HOME OF THE LADY DENMAN - Local history isn't always about the big story - the everyday story of life in the early development of the region can be a fascinating, entertaining and educational journey.

9 January 2014

On this Day

ALEXANDER BERRYJanuary 9th 1822 - Alexander Berry, in the vessel “Snapper” arrived at Shoalhaven.
He was prevented from entering by a line of breakers and so sailed 3 miles south to enter by the Crookhaven River. Finding the northern arm separated by some 250 yards of sand spit from the southern arm, the party “hauled the boat across”. He later returned in June 1822 to settle in the area.

 Alexander Berry (30 November 1781 – 30 November 1873) was a Scottish-born surgeon, merchant and explorer who in 1822 was given a land grant of 10,000 acres and 100 convicts to establish the first European settlement on the south coast of New South Wales, Australia.
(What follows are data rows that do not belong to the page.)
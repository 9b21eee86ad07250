//! Primitive value types shared by the session model and the wire formats.

use serde::{Deserialize, Serialize};
use std::fmt;
use std::str::FromStr;

use crate::error::ControlError;

/// A position in a source's frame buffer, counted in frames.
///
/// Valid positions are non-negative; the wire format is a bare integer.
pub type Timecode = i64;

/// Exact playback-speed (or frame-rate) fraction.
///
/// Kept unreduced so that table entries such as `3/8` compare exactly with
/// what the controller asked for.
#[derive(Debug, Clone, Copy, PartialEq, Eq, Hash, Serialize, Deserialize)]
pub struct Rational {
    pub numerator: u32,
    pub denominator: u32,
}

impl Rational {
    /// Build a fraction without validation; for constant tables.
    pub const fn new(numerator: u32, denominator: u32) -> Self {
        Rational {
            numerator,
            denominator,
        }
    }

    /// Build a fraction, rejecting a zero denominator.
    pub fn checked(numerator: u32, denominator: u32) -> Result<Self, ControlError> {
        if denominator == 0 {
            return Err(ControlError::InvalidSpeed(numerator, denominator));
        }
        Ok(Rational::new(numerator, denominator))
    }

    pub fn as_f64(&self) -> f64 {
        self.numerator as f64 / self.denominator as f64
    }
}

impl Default for Rational {
    fn default() -> Self {
        Rational::new(1, 1)
    }
}

impl fmt::Display for Rational {
    fn fmt(&self, f: &mut fmt::Formatter<'_>) -> fmt::Result {
        write!(f, "{}/{}", self.numerator, self.denominator)
    }
}

impl FromStr for Rational {
    type Err = String;

    /// Accepts `N/D` or a bare integer `N` (meaning `N/1`).
    fn from_str(s: &str) -> Result<Self, Self::Err> {
        let (n, d) = match s.split_once('/') {
            Some((n, d)) => (n.trim(), d.trim()),
            None => (s.trim(), "1"),
        };
        let n: u32 = n.parse().map_err(|_| format!("Invalid numerator in '{}'", s))?;
        let d: u32 = d
            .parse()
            .map_err(|_| format!("Invalid denominator in '{}'", s))?;
        Rational::checked(n, d).map_err(|e| e.to_string())
    }
}

#[cfg(test)]
mod tests {
    use super::*;

    #[test]
    fn test_parse_rational() {
        assert_eq!("30000/1001".parse::<Rational>(), Ok(Rational::new(30000, 1001)));
        assert_eq!("25".parse::<Rational>(), Ok(Rational::new(25, 1)));
        assert!("1/0".parse::<Rational>().is_err());
        assert!("fast".parse::<Rational>().is_err());
    }

    #[test]
    fn test_checked_rejects_zero_denominator() {
        assert_eq!(
            Rational::checked(3, 0),
            Err(ControlError::InvalidSpeed(3, 0))
        );
        assert_eq!(Rational::checked(3, 4).unwrap().as_f64(), 0.75);
    }

    #[test]
    fn test_display() {
        assert_eq!(Rational::new(5, 4).to_string(), "5/4");
        assert_eq!(Rational::default(), Rational::new(1, 1));
    }
}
This settlement became known as the Coolangatta Estate and later developed into what is now the town of Berry, named in honour of Alexander and his brother David.

In June 1822, Berry and Woolstonecraft purchased a small cutter, the Blanche, an old decked vessel of 15 tons and Berry returned to the Shoalhaven with Hume and assigned servants (convicts) Hamilton Hume, David Souter and Toodwit and Aborigine known to Europeans as Broughton, to develop his land grant there.

This painting by Ian Hansen shows the loss of poor Davison and Kelly at the entrance to Shoalhaven River aboard the cutter Blanch at 4pm on the 23rd June 1822.

Cutter Description:
The Cutter during the 18th and 19th centuries was a small, single-masted vessel, fore-and-aft rigged, with two or more headsails, a bowsprit, with a mast set further back than in a sloop.

While attempting to cross the bar into the river in a small boat, two people drowned, including Davison, who was the boy that Berry had rescued from the 'Boyd'. Given the danger, Berry arranged to drag the Blanche across a sand bar that separated the Shoalhaven River from the Crookhaven River, with the Crookhaven entrance offering a safer passage. Hume then oversaw the digging of a canal in essence to keep the convicts occupied while Berry was away exploring, they eventually dug a channel two hundred and ninety yards long and 18ft wide at the surface and 4 ft wide at the base and an average  depth of 3ft, quite a feat using only hand tools, thus constructing the first land navigable canal in Australia.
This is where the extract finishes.